Кто создает живое, тот должен сознавать, что рано или поздно он будет не в силах связать его своим заданием, потеряет власть над ним. Так же точно и поэт. Возьмем пресловутую 4-ю эклогу Виргилия, наилучшие слова, оставшиеся такими, какими они возникли в устах поэта. Виргилий твердо знал, чего хочет, и умел найти слова, которые могли бы его выразить с должной чистотой и ясностью. Но хотел ли он, знал ли, с какими силами вступит в связь его создание? Не содрогнулся ли бы он от ужаса, если бы услышал пресловутую речь Лактанция на Никейском соборе?

(по стенографическому отчету во Встречах Ю. Терапиано, с. 76 сл.); христианизация Четвертой эклоги здесь пример общей с братом Михаилом идеи, что художественное произведение в своей жизни свободно от автора. А вот о том же переосмыслении, но как его соучастник, — Георгий Федотов к двухтысячелетию Вергилия (Лицо России , с. 311):

Но несомненно: если бы за щитом и латами классицизма не билось мистическое сердце, чуткое к голосам и предчувствиям, разве мог бы Виргилий стать Сивиллой, пророчествующей о Христе? — Не произвольно и не искусственно патриотические и средневековые теологи связали пророчество Виргилия с Вифлеемским Младенцем. Виргилий выразил всю тоску древнего мира об Искупителе, все смутные ожидания, сгустившиеся в век Августа в напряженный мистический зов. Уставно-обрядовое благочестие Энея, в конце концов, лишь рабочая трансформация белого угля четвертой эклоги.

«Ветхозаветные пророчества» об Иисусе Христе и его «прообразы», например Иосиф у Паскаля — Мысли , 570/768. Только если верно, что «душа христианка», тогда interpretatio christiana честный прием, а задача герменевтики — помогать христианам в соглашении всех несознательных с их собственной душой. Конечно, anima naturaliter religiosa, но не naturaliter christiana; сказав это второе, Тертуллиан (Апологетик , 17) выдал ересь преуспевшей секты за естественную религию человечества. «Самое страшное в христианстве — то, что это религия победителей.» — С. Лёзов, Очерки современного православного либерализма (Попытка , с. 203).

Мандельштам о Данте (Разговор о Данте , 10):

Секрет его емкости в том, что ни единого словечка он не привносит от себя. Им движет всё что угодно, только не выдумка, только не изобретательство. Дант и фантазия — да ведь это несовместимо!.. — Какая у него фантазия? Он пишет под диктовку, он переписчик, он переводчик… Он весь изогнулся в позе писца, испуганно косящегося на иллюминованный подлинник, одолженный ему из библиотеки приора.

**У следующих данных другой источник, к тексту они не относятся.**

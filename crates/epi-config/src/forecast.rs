//! Forecasting configuration.

use serde::{Deserialize, Serialize};

use crate::error::ConfigError;

/// Years forecast beyond the last observed year.
const fn default_horizon() -> usize {
    3
}

/// Minimum series length for model fitting.
const fn default_min_fit_points() -> usize {
    4
}

/// Normal quantile for the approximate 95% band.
const fn default_z_score() -> f64 {
    1.96
}

/// Residual spread fallback as a share of the series mean.
const fn default_fallback_sd_ratio() -> f64 {
    0.15
}

/// Residual spread when the series mean is not positive.
const fn default_fallback_sd() -> f64 {
    1.0
}

#[derive(Debug, Clone, Deserialize, Serialize)]
pub struct ForecastConfig {
    #[serde(default = "default_horizon")]
    pub horizon: usize,

    #[serde(default = "default_min_fit_points")]
    pub min_fit_points: usize,

    #[serde(default = "default_z_score")]
    pub z_score: f64,

    #[serde(default = "default_fallback_sd_ratio")]
    pub fallback_sd_ratio: f64,

    #[serde(default = "default_fallback_sd")]
    pub fallback_sd: f64,
}

impl Default for ForecastConfig {
    fn default() -> Self {
        Self {
            horizon: default_horizon(),
            min_fit_points: default_min_fit_points(),
            z_score: default_z_score(),
            fallback_sd_ratio: default_fallback_sd_ratio(),
            fallback_sd: default_fallback_sd(),
        }
    }
}

impl ForecastConfig {
    pub(crate) fn validate(&self) -> Result<(), ConfigError> {
        if self.horizon == 0 {
            return Err(ConfigError::invalid("forecast.horizon", "must be at least 1"));
        }
        if self.min_fit_points < 2 {
            return Err(ConfigError::invalid(
                "forecast.min_fit_points",
                "must be at least 2",
            ));
        }
        if !self.z_score.is_finite() || self.z_score < 0.0 {
            return Err(ConfigError::invalid(
                "forecast.z_score",
                "must be a finite non-negative number",
            ));
        }
        if !self.fallback_sd_ratio.is_finite() || self.fallback_sd_ratio < 0.0 {
            return Err(ConfigError::invalid(
                "forecast.fallback_sd_ratio",
                "must be a finite non-negative number",
            ));
        }
        if !self.fallback_sd.is_finite() || self.fallback_sd < 0.0 {
            return Err(ConfigError::invalid(
                "forecast.fallback_sd",
                "must be a finite non-negative number",
            ));
        }
        Ok(())
    }
}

К этому месту есть пояснение Надежды Мандельштам:

Мандельштам утверждает, что «ни одного словечка он (Данте) не привнесет от себя… он пишет под диктовку, он переписчик, он переводчик…» Литературовед этого бы сказать не мог. Это мог сказать только поэт, на собственном опыте познавший категоричность внутреннего голоса. Из приведенной цитаты следует, что в поэтическом труде немыслим никакой произвол, ни выдумка, ни фантазия. Все эти понятия Мандельштам относил к отрицательному ряду-- Фантазия и вымысел дают фиктивный продукт — беллетристику, литературу, но не поэзию. — Есть эпохи, когда возможно только литературное производство, фикция, потому что внутренний голос заглушен и «душа убывает».

— Моцарт и Сальери (гл. Две стороны одного процесса ). — Но ведь «внутренний голос заглушен» уже у Вергилия, вожатого Данте; нелитературная поэзия это, строго говоря, недостижимый для частного автора идеал дописьменной словесности, идеал фольклора.